** Opening INFORMATION SUPPLIED block **

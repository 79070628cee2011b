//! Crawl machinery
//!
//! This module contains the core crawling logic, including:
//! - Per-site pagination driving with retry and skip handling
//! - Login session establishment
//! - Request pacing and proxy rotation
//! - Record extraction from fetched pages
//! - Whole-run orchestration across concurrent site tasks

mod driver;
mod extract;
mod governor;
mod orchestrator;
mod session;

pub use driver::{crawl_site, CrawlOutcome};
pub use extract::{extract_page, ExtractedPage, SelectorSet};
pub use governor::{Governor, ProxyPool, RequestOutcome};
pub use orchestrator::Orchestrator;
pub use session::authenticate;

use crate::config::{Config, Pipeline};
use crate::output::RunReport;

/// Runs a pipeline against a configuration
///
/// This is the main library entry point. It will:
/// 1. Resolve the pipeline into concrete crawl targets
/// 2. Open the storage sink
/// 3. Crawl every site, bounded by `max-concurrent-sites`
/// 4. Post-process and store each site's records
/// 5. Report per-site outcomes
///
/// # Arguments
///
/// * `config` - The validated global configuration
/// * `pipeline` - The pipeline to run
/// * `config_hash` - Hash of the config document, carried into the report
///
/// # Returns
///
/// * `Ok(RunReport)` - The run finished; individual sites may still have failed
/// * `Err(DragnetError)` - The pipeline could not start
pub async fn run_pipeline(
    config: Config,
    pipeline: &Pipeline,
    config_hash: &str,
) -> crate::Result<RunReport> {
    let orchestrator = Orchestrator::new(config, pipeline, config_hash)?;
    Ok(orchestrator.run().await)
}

** Closing INFORMATION SUPPLIED block **

YOUR TASK - Retype the material in full. Keep every character as it is.

OUTPUT -
repository 79070628cee2011b
//! Crawl machinery
//!
//! This module contains the core crawling logic, including:
//! - Per-site pagination driving with retry and skip handling
//! - Login session establishment
//! - Request pacing and proxy rotation
//! - Record extraction from fetched pages
//! - Whole-run orchestration across concurrent site tasks

mod driver;
mod extract;
mod governor;
mod orchestrator;
mod session;

pub use driver::{crawl_site, CrawlOutcome};
pub use extract::{extract_page, ExtractedPage, SelectorSet};
pub use governor::{Governor, ProxyPool, RequestOutcome};
pub use orchestrator::Orchestrator;
pub use session::authenticate;

use crate::config::{Config, Pipeline};
use crate::output::RunReport;

/// Runs a pipeline against a configuration
///
/// This is the main library entry point. It will:
/// 1. Resolve the pipeline into concrete crawl targets
/// 2. Open the storage sink
/// 3. Crawl every site, bounded by `max-concurrent-sites`
/// 4. Post-process and store each site's records
/// 5. Report per-site outcomes
///
/// # Arguments
///
/// * `config` - The validated global configuration
/// * `pipeline` - The pipeline to run
/// * `config_hash` - Hash of the config document, carried into the report
///
/// # Returns
///
/// * `Ok(RunReport)` - The run finished; individual sites may still have failed
/// * `Err(DragnetError)` - The pipeline could not start
pub async fn run_pipeline(
    config: Config,
    pipeline: &Pipeline,
    config_hash: &str,
) -> crate::Result<RunReport> {
    let orchestrator = Orchestrator::new(config, pipeline, config_hash)?;
    Ok(orchestrator.run().await)
}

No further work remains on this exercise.